-- Your goal --
Give back all the records below, unaltered.

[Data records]
*** Block opens ***

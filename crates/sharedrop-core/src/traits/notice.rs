//! User-visible transient notices.

use std::fmt;

use serde::{Deserialize, Serialize};

/// Severity of a notice.
#[derive(Debug, Clone, Copy, PartialEq, Eq, Serialize, Deserialize)]
#[serde(rename_all = "lowercase")]
pub enum NoticeLevel {
    /// An action completed.
    Success,
    /// An action failed.
    Error,
    /// Neutral information.
    Info,
}

/// A transient message shown to the user.
#[derive(Debug, Clone, PartialEq, Eq, Serialize, Deserialize)]
pub struct Notice {
    /// Severity.
    pub level: NoticeLevel,
    /// Message text.
    pub message: String,
}

impl Notice {
    /// A success notice.
    pub fn success(message: impl Into<String>) -> Self {
        Self {
            level: NoticeLevel::Success,
            message: message.into(),
        }
    }

    /// An error notice.
    pub fn error(message: impl Into<String>) -> Self {
        Self {
            level: NoticeLevel::Error,
            message: message.into(),
        }
    }

    /// An informational notice.
    pub fn info(message: impl Into<String>) -> Self {
        Self {
            level: NoticeLevel::Info,
            message: message.into(),
        }
    }

    /// Whether this notice reports a failure.
    pub fn is_error(&self) -> bool {
        self.level == NoticeLevel::Error
    }
}

impl fmt::Display for Notice {
    fn fmt(&self, f: &mut fmt::Formatter<'_>) -> fmt::Result {
        f.write_str(&self.message)
    }
}

/// Receives notices emitted by flows.
pub trait NoticeSink: Send + Sync + 'static {
    /// Deliver one notice.
    fn notify(&self, notice: Notice);
}
//! Session state: who is signed in, and the account operations.

pub mod service;
pub mod state;

pub use service::SessionService;
pub use state::{SessionPhase, SessionSnapshot};
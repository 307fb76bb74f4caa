//! Share page flow: resolve a token to one file and act on it.

use std::sync::Arc;

use serde::Serialize;
use tracing::{error, info, warn};

use sharedrop_backend::FileRepository;
use sharedrop_core::config::ShareConfig;
use sharedrop_core::traits::{Clipboard, Notice, NoticeSink};
use sharedrop_core::types::ShareToken;
use sharedrop_entity::FileRecord;
use sharedrop_entity::share::parse_share_reference;

/// Shown when no file carries the token.
pub const NOT_FOUND_MESSAGE: &str = "File not found or no longer available";

/// Shown when the lookup itself failed.
pub const LOAD_FAILED_MESSAGE: &str = "Failed to load file";

/// Where a share page is in its lifecycle. Once it leaves `Loading` it
/// never changes state again.
#[derive(Debug, Clone, PartialEq, Serialize)]
#[serde(tag = "state", content = "file", rename_all = "snake_case")]
pub enum ShareState {
    /// The lookup has not completed.
    Loading,
    /// Exactly one file carries the token.
    Found(FileRecord),
    /// No file carries the token.
    NotFound,
    /// The lookup failed.
    Error,
}

impl ShareState {
    /// Message to show for terminal non-found states.
    pub fn message(&self) -> Option<&'static str> {
        match self {
            Self::NotFound => Some(NOT_FOUND_MESSAGE),
            Self::Error => Some(LOAD_FAILED_MESSAGE),
            Self::Loading | Self::Found(_) => None,
        }
    }
}

/// One opened share page.
#[derive(Debug, Clone, PartialEq, Serialize)]
pub struct SharePage {
    /// The URL the page was opened with.
    page_url: String,
    /// Token parsed from the reference, if any.
    token: Option<ShareToken>,
    /// Current state.
    state: ShareState,
}

impl SharePage {
    /// The URL the page was opened with.
    pub fn page_url(&self) -> &str {
        &self.page_url
    }

    /// The token being resolved.
    pub fn token(&self) -> Option<&ShareToken> {
        self.token.as_ref()
    }

    /// Current state.
    pub fn state(&self) -> &ShareState {
        &self.state
    }

    /// The resolved file.
    pub fn file(&self) -> Option<&FileRecord> {
        match &self.state {
            ShareState::Found(file) => Some(file),
            _ => None,
        }
    }

    /// URL to render inline, for image files only.
    pub fn preview(&self) -> Option<&str> {
        self.file()
            .filter(|f| f.is_previewable())
            .map(|f| f.storage_url.as_str())
    }
}

/// Resolves share tokens for anonymous visitors.
pub struct ShareResolver {
    /// File record repository.
    files: FileRepository,
    /// Notice destination.
    notices: Arc<dyn NoticeSink>,
    /// Clipboard for the copy-link action.
    clipboard: Arc<dyn Clipboard>,
    /// Share link settings.
    config: ShareConfig,
}

impl std::fmt::Debug for ShareResolver {
    fn fmt(&self, f: &mut std::fmt::Formatter<'_>) -> std::fmt::Result {
        f.debug_struct("ShareResolver")
            .field("files", &self.files)
            .field("config", &self.config)
            .finish()
    }
}

impl ShareResolver {
    /// Creates a new resolver.
    pub fn new(
        files: FileRepository,
        notices: Arc<dyn NoticeSink>,
        clipboard: Arc<dyn Clipboard>,
        config: ShareConfig,
    ) -> Self {
        Self {
            files,
            notices,
            clipboard,
            config,
        }
    }

    /// A page in the `Loading` state for a bare token or a share URL.
    ///
    /// A bare token gets the canonical share URL as its page URL.
    pub fn page(&self, reference: &str) -> SharePage {
        let reference = reference.trim();
        let token = parse_share_reference(reference);
        let page_url = match &token {
            Some(token) if reference == token.as_str() => self.config.share_url(token.as_str()),
            _ => reference.to_string(),
        };
        SharePage {
            page_url,
            token,
            state: ShareState::Loading,
        }
    }

    /// Open a page and resolve it.
    pub async fn open(&self, reference: &str) -> SharePage {
        let mut page = self.page(reference);
        self.resolve(&mut page).await;
        page
    }

    /// Look the token up once. Pages that already left `Loading` are not
    /// looked up again.
    pub async fn resolve(&self, page: &mut SharePage) {
        if page.state != ShareState::Loading {
            return;
        }

        let Some(token) = page.token.clone() else {
            warn!(reference = %page.page_url, "Unrecognized share reference");
            page.state = ShareState::NotFound;
            return;
        };

        page.state = match self
            .files
            .find_by_share_token(&token, self.config.require_public)
            .await
        {
            Ok(Some(file)) => {
                info!(file_id = %file.id, "Share resolved");
                ShareState::Found(file)
            }
            Ok(None) => {
                info!(token = %token, "No file for share token");
                ShareState::NotFound
            }
            Err(e) => {
                error!(token = %token, error = %e, "Share lookup failed");
                self.notices.notify(Notice::error(LOAD_FAILED_MESSAGE));
                ShareState::Error
            }
        };
    }

    /// Count a download and return the URL to fetch.
    ///
    /// The new count is computed from the page's copy of the record, so
    /// concurrent visitors can overwrite each other's increments.
    pub async fn download(&self, page: &mut SharePage) -> Option<String> {
        let ShareState::Found(file) = &mut page.state else {
            return None;
        };

        let next = file.download_count + 1;
        match self.files.set_download_count(&file.id, next).await {
            Ok(_) => {
                file.download_count = next;
                info!(file_id = %file.id, downloads = next, "Shared file downloaded");
                self.notices.notify(Notice::success("Download started"));
                Some(file.storage_url.clone())
            }
            Err(e) => {
                error!(file_id = %file.id, error = %e, "Failed to count download");
                self.notices.notify(Notice::error("Failed to download file"));
                None
            }
        }
    }

    /// Copy the page URL to the clipboard.
    pub fn copy_link(&self, page: &SharePage) -> bool {
        if page.file().is_none() {
            return false;
        }
        match self.clipboard.write_text(&page.page_url) {
            Ok(()) => {
                self.notices.notify(Notice::success("Link copied to clipboard"));
                true
            }
            Err(e) => {
                error!(error = %e, "Clipboard write failed");
                self.notices.notify(Notice::error("Failed to copy link"));
                false
            }
        }
    }
}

*** Block closes ***

-- Response to this task --
filename crates/sharedrop-core/src/traits/notice.rs
//! User-visible transient notices.

use std::fmt;

use serde::{Deserialize, Serialize};

/// Severity of a notice.
#[derive(Debug, Clone, Copy, PartialEq, Eq, Serialize, Deserialize)]
#[serde(rename_all = "lowercase")]
pub enum NoticeLevel {
    /// An action completed.
    Success,
    /// An action failed.
    Error,
    /// Neutral information.
    Info,
}

/// A transient message shown to the user.
#[derive(Debug, Clone, PartialEq, Eq, Serialize, Deserialize)]
pub struct Notice {
    /// Severity.
    pub level: NoticeLevel,
    /// Message text.
    pub message: String,
}

impl Notice {
    /// A success notice.
    pub fn success(message: impl Into<String>) -> Self {
        Self {
            level: NoticeLevel::Success,
            message: message.into(),
        }
    }

    /// An error notice.
    pub fn error(message: impl Into<String>) -> Self {
        Self {
            level: NoticeLevel::Error,
            message: message.into(),
        }
    }

    /// An informational notice.
    pub fn info(message: impl Into<String>) -> Self {
        Self {
            level: NoticeLevel::Info,
            message: message.into(),
        }
    }

    /// Whether this notice reports a failure.
    pub fn is_error(&self) -> bool {
        self.level == NoticeLevel::Error
    }
}

impl fmt::Display for Notice {
    fn fmt(&self, f: &mut fmt::Formatter<'_>) -> fmt::Result {
        f.write_str(&self.message)
    }
}

/// Receives notices emitted by flows.
pub trait NoticeSink: Send + Sync + 'static {
    /// Deliver one notice.
    fn notify(&self, notice: Notice);
}
//! Session state: who is signed in, and the account operations.

pub mod service;
pub mod state;

pub use service::SessionService;
pub use state::{SessionPhase, SessionSnapshot};
repository 307fb76bb74f4caa
//! Share page flow: resolve a token to one file and act on it.

use std::sync::Arc;

use serde::Serialize;
use tracing::{error, info, warn};

use sharedrop_backend::FileRepository;
use sharedrop_core::config::ShareConfig;
use sharedrop_core::traits::{Clipboard, Notice, NoticeSink};
use sharedrop_core::types::ShareToken;
use sharedrop_entity::FileRecord;
use sharedrop_entity::share::parse_share_reference;

/// Shown when no file carries the token.
pub const NOT_FOUND_MESSAGE: &str = "File not found or no longer available";

/// Shown when the lookup itself failed.
pub const LOAD_FAILED_MESSAGE: &str = "Failed to load file";

/// Where a share page is in its lifecycle. Once it leaves `Loading` it
/// never changes state again.
#[derive(Debug, Clone, PartialEq, Serialize)]
#[serde(tag = "state", content = "file", rename_all = "snake_case")]
pub enum ShareState {
    /// The lookup has not completed.
    Loading,
    /// Exactly one file carries the token.
    Found(FileRecord),
    /// No file carries the token.
    NotFound,
    /// The lookup failed.
    Error,
}

impl ShareState {
    /// Message to show for terminal non-found states.
    pub fn message(&self) -> Option<&'static str> {
        match self {
            Self::NotFound => Some(NOT_FOUND_MESSAGE),
            Self::Error => Some(LOAD_FAILED_MESSAGE),
            Self::Loading | Self::Found(_) => None,
        }
    }
}

/// One opened share page.
#[derive(Debug, Clone, PartialEq, Serialize)]
pub struct SharePage {
    /// The URL the page was opened with.
    page_url: String,
    /// Token parsed from the reference, if any.
    token: Option<ShareToken>,
    /// Current state.
    state: ShareState,
}

impl SharePage {
    /// The URL the page was opened with.
    pub fn page_url(&self) -> &str {
        &self.page_url
    }

    /// The token being resolved.
    pub fn token(&self) -> Option<&ShareToken> {
        self.token.as_ref()
    }

    /// Current state.
    pub fn state(&self) -> &ShareState {
        &self.state
    }

    /// The resolved file.
    pub fn file(&self) -> Option<&FileRecord> {
        match &self.state {
            ShareState::Found(file) => Some(file),
            _ => None,
        }
    }

    /// URL to render inline, for image files only.
    pub fn preview(&self) -> Option<&str> {
        self.file()
            .filter(|f| f.is_previewable())
            .map(|f| f.storage_url.as_str())
    }
}

/// Resolves share tokens for anonymous visitors.
pub struct ShareResolver {
    /// File record repository.
    files: FileRepository,
    /// Notice destination.
    notices: Arc<dyn NoticeSink>,
    /// Clipboard for the copy-link action.
    clipboard: Arc<dyn Clipboard>,
    /// Share link settings.
    config: ShareConfig,
}

impl std::fmt::Debug for ShareResolver {
    fn fmt(&self, f: &mut std::fmt::Formatter<'_>) -> std::fmt::Result {
        f.debug_struct("ShareResolver")
            .field("files", &self.files)
            .field("config", &self.config)
            .finish()
    }
}

impl ShareResolver {
    /// Creates a new resolver.
    pub fn new(
        files: FileRepository,
        notices: Arc<dyn NoticeSink>,
        clipboard: Arc<dyn Clipboard>,
        config: ShareConfig,
    ) -> Self {
        Self {
            files,
            notices,
            clipboard,
            config,
        }
    }

    /// A page in the `Loading` state for a bare token or a share URL.
    ///
    /// A bare token gets the canonical share URL as its page URL.
    pub fn page(&self, reference: &str) -> SharePage {
        let reference = reference.trim();
        let token = parse_share_reference(reference);
        let page_url = match &token {
            Some(token) if reference == token.as_str() => self.config.share_url(token.as_str()),
            _ => reference.to_string(),
        };
        SharePage {
            page_url,
            token,
            state: ShareState::Loading,
        }
    }

    /// Open a page and resolve it.
    pub async fn open(&self, reference: &str) -> SharePage {
        let mut page = self.page(reference);
        self.resolve(&mut page).await;
        page
    }

    /// Look the token up once. Pages that already left `Loading` are not
    /// looked up again.
    pub async fn resolve(&self, page: &mut SharePage) {
        if page.state != ShareState::Loading {
            return;
        }

        let Some(token) = page.token.clone() else {
            warn!(reference = %page.page_url, "Unrecognized share reference");
            page.state = ShareState::NotFound;
            return;
        };

        page.state = match self
            .files
            .find_by_share_token(&token, self.config.require_public)
            .await
        {
            Ok(Some(file)) => {
                info!(file_id = %file.id, "Share resolved");
                ShareState::Found(file)
            }
            Ok(None) => {
                info!(token = %token, "No file for share token");
                ShareState::NotFound
            }
            Err(e) => {
                error!(token = %token, error = %e, "Share lookup failed");
                self.notices.notify(Notice::error(LOAD_FAILED_MESSAGE));
                ShareState::Error
            }
        };
    }

    /// Count a download and return the URL to fetch.
    ///
    /// The new count is computed from the page's copy of the record, so
    /// concurrent visitors can overwrite each other's increments.
    pub async fn download(&self, page: &mut SharePage) -> Option<String> {
        let ShareState::Found(file) = &mut page.state else {
            return None;
        };

        let next = file.download_count + 1;
        match self.files.set_download_count(&file.id, next).await {
            Ok(_) => {
                file.download_count = next;
                info!(file_id = %file.id, downloads = next, "Shared file downloaded");
                self.notices.notify(Notice::success("Download started"));
                Some(file.storage_url.clone())
            }
            Err(e) => {
                error!(file_id = %file.id, error = %e, "Failed to count download");
                self.notices.notify(Notice::error("Failed to download file"));
                None
            }
        }
    }

    /// Copy the page URL to the clipboard.
    pub fn copy_link(&self, page: &SharePage) -> bool {
        if page.file().is_none() {
            return false;
        }
        match self.clipboard.write_text(&page.page_url) {
            Ok(()) => {
                self.notices.notify(Notice::success("Link copied to clipboard"));
                true
            }
            Err(e) => {
                error!(error = %e, "Clipboard write failed");
                self.notices.notify(Notice::error("Failed to copy link"));
                false
            }
        }
    }
}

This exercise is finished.